= Beginning of Section =
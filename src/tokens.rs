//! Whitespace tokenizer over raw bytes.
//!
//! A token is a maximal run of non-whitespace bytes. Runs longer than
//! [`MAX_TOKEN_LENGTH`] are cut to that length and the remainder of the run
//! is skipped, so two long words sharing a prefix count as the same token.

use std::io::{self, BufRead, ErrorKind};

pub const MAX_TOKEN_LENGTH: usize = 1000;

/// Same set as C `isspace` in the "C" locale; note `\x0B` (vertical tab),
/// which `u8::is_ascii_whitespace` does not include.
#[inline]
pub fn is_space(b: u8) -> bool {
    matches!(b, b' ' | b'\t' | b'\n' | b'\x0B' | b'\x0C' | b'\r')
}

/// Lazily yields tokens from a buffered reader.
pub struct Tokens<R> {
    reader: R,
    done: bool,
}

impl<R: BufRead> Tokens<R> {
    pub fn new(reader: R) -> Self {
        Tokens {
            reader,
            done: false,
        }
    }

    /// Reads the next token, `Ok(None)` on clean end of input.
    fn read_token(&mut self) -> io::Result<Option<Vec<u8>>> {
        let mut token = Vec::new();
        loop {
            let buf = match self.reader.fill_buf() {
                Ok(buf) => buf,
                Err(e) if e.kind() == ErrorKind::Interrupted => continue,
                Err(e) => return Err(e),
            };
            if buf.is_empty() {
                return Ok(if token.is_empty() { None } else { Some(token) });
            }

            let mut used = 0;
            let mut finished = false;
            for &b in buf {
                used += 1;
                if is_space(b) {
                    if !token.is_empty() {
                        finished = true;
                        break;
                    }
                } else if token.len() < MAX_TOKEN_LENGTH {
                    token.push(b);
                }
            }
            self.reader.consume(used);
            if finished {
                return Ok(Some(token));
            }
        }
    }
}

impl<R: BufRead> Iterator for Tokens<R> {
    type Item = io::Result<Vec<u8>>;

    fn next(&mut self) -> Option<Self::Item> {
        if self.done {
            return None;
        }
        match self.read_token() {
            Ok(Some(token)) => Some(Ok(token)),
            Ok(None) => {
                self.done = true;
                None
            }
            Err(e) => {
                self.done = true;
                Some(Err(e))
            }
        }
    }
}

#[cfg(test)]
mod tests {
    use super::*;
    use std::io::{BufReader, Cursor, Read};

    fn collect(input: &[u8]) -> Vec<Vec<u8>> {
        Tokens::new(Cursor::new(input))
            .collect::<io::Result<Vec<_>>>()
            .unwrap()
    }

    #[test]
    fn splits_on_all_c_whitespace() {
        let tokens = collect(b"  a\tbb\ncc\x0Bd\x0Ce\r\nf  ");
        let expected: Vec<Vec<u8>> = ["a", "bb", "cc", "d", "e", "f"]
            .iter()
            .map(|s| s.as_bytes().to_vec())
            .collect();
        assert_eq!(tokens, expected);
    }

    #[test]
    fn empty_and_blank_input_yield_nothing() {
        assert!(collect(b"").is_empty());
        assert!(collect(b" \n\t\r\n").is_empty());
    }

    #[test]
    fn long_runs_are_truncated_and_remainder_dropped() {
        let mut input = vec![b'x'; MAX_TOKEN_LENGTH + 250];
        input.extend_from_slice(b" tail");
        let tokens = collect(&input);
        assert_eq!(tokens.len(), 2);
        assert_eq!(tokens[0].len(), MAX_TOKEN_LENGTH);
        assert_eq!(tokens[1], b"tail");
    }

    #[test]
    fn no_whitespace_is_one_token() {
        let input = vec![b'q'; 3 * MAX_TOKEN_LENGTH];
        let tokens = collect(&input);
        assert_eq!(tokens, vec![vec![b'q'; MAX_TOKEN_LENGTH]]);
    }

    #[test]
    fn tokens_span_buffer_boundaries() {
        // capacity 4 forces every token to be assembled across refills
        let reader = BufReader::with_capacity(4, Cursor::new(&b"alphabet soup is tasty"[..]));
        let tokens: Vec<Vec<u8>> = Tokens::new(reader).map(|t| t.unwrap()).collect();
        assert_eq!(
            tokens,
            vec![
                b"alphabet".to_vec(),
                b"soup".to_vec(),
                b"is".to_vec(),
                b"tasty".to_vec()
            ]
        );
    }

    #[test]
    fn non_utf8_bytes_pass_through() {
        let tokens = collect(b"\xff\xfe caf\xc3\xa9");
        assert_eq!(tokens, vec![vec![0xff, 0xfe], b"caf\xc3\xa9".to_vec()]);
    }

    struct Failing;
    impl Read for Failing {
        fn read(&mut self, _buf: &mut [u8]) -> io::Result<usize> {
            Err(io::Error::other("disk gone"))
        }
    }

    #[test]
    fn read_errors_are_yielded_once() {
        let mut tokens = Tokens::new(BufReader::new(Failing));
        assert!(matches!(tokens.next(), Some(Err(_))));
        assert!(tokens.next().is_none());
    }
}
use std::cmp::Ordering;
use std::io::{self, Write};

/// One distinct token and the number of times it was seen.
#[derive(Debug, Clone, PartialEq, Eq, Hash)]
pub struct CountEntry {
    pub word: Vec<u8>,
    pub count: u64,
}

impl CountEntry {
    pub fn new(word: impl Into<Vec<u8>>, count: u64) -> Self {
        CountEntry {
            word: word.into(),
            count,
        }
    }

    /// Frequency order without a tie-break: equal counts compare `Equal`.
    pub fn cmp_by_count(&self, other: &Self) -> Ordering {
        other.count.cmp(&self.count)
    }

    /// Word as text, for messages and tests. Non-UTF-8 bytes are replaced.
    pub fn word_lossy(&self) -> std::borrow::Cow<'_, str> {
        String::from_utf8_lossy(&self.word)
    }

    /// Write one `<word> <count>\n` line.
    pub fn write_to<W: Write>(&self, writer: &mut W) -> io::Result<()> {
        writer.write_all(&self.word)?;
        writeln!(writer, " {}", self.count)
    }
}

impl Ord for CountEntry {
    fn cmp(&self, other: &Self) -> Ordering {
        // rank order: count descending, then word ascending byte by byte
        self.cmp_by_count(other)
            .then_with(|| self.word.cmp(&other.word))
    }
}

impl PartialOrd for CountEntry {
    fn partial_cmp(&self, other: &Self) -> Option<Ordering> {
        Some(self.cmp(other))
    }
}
= End of Section =
= Beginning of Section =
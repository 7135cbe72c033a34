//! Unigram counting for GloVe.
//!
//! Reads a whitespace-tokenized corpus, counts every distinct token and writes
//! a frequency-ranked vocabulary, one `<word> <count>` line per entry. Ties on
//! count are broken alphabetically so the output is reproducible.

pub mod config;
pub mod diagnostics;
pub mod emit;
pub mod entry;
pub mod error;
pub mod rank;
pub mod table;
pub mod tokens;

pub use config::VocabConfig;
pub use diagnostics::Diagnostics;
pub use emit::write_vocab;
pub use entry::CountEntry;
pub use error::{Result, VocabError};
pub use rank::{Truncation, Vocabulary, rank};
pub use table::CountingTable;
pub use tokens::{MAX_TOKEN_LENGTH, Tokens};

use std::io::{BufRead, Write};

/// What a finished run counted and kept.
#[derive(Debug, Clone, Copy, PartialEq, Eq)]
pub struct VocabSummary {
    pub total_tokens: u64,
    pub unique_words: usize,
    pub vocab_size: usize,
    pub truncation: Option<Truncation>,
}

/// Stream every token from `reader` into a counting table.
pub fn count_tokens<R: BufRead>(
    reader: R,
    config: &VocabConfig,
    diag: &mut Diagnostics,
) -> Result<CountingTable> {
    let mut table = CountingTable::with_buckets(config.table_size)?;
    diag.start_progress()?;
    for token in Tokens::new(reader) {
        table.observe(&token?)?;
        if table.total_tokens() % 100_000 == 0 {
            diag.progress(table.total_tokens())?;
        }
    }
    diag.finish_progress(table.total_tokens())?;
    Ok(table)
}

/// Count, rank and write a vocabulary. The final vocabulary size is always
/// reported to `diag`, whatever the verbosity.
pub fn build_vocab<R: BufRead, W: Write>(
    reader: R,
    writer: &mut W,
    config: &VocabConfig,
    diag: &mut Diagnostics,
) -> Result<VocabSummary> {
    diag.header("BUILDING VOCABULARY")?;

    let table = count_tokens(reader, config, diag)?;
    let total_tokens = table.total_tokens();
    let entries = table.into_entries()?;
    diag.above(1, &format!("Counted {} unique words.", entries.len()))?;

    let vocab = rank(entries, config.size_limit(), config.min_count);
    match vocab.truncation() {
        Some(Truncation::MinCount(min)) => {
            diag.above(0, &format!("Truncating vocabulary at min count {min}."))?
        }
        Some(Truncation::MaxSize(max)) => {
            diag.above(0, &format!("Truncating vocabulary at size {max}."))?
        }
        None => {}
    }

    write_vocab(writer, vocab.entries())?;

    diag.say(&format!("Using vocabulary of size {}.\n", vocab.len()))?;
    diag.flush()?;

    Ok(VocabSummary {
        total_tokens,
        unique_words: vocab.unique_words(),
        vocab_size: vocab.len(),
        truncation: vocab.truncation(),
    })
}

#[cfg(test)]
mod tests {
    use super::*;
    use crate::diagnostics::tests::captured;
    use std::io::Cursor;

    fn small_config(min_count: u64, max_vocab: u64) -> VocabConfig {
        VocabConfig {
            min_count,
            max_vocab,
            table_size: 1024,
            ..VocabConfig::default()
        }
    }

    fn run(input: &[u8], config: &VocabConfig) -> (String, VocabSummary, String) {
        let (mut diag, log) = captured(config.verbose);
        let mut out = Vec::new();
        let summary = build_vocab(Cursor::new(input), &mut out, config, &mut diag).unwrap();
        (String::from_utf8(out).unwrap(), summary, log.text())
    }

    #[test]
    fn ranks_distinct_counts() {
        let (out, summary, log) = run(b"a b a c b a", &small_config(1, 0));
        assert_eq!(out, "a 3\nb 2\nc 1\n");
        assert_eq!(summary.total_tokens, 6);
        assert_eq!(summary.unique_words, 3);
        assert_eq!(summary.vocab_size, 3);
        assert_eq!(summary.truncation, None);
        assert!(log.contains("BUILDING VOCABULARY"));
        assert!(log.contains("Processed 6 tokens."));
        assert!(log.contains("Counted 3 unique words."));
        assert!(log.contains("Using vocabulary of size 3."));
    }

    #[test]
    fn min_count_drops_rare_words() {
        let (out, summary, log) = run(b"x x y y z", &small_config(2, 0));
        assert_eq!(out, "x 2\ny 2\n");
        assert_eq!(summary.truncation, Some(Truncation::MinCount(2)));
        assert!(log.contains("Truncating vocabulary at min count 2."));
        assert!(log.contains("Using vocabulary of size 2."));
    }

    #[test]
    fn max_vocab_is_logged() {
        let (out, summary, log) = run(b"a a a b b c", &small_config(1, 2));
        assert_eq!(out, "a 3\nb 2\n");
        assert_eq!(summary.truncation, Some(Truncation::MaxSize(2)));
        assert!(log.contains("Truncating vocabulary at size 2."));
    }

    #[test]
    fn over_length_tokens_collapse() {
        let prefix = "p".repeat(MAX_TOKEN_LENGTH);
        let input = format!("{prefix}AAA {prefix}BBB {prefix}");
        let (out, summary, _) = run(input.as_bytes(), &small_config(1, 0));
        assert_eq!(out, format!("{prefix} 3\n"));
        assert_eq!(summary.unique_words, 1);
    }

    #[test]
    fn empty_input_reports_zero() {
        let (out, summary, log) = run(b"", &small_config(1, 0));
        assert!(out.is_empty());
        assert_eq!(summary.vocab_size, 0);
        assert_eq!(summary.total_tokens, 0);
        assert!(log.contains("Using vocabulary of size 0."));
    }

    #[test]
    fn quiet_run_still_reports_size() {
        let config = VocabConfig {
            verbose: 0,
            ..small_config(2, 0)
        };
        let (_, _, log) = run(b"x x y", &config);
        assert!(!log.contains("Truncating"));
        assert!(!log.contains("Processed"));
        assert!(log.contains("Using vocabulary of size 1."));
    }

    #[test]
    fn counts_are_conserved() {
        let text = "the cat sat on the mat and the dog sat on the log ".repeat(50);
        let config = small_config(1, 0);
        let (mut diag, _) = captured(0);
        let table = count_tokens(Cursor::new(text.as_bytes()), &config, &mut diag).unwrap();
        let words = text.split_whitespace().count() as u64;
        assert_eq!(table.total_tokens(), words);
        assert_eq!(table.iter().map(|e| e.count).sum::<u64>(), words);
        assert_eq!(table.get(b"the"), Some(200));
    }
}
= End of Section =
= Beginning of Section =
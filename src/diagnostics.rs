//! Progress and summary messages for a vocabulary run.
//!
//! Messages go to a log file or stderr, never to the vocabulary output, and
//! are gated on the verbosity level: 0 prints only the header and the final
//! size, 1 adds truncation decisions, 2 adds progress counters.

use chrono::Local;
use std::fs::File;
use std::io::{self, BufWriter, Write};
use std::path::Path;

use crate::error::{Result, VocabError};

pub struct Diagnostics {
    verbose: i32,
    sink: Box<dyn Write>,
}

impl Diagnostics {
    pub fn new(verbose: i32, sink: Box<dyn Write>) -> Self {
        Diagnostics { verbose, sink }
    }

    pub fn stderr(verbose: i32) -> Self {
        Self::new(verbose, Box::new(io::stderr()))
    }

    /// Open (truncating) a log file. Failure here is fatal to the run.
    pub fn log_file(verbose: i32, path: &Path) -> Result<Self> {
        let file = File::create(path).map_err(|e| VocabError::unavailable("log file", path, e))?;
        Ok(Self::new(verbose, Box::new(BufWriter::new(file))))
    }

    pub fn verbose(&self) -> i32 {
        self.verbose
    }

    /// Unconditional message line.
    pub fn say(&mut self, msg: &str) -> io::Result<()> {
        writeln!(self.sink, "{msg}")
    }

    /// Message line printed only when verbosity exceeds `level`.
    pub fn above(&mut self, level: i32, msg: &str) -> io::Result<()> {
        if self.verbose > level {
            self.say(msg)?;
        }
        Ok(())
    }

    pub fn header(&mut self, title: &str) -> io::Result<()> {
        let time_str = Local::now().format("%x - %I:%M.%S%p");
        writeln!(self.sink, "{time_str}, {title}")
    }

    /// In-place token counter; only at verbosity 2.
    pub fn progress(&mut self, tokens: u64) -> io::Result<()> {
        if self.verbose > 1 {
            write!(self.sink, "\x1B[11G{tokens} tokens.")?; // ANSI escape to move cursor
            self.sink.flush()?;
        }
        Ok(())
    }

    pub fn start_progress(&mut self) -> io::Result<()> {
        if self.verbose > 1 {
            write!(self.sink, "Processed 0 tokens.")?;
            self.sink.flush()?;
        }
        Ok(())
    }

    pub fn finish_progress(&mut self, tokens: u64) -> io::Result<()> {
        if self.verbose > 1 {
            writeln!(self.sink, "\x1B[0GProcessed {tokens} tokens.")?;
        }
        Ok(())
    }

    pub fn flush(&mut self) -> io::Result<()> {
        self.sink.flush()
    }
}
= End of Section =
§ TASK DESCRIPTION:
For this exercise, please output exactly the lines above starting at the line with "let input = vec![b'q';" and ending at the line with "struct Failing;", ends included.

§ TASK SOLUTION:
        let input = vec![b'q'; 3 * MAX_TOKEN_LENGTH];
        let tokens = collect(&input);
        assert_eq!(tokens, vec![vec![b'q'; MAX_TOKEN_LENGTH]]);
    }

    #[test]
    fn tokens_span_buffer_boundaries() {
        // capacity 4 forces every token to be assembled across refills
        let reader = BufReader::with_capacity(4, Cursor::new(&b"alphabet soup is tasty"[..]));
        let tokens: Vec<Vec<u8>> = Tokens::new(reader).map(|t| t.unwrap()).collect();
        assert_eq!(
            tokens,
            vec![
                b"alphabet".to_vec(),
                b"soup".to_vec(),
                b"is".to_vec(),
                b"tasty".to_vec()
            ]
        );
    }

    #[test]
    fn non_utf8_bytes_pass_through() {
        let tokens = collect(b"\xff\xfe caf\xc3\xa9");
        assert_eq!(tokens, vec![vec![0xff, 0xfe], b"caf\xc3\xa9".to_vec()]);
    }

    struct Failing;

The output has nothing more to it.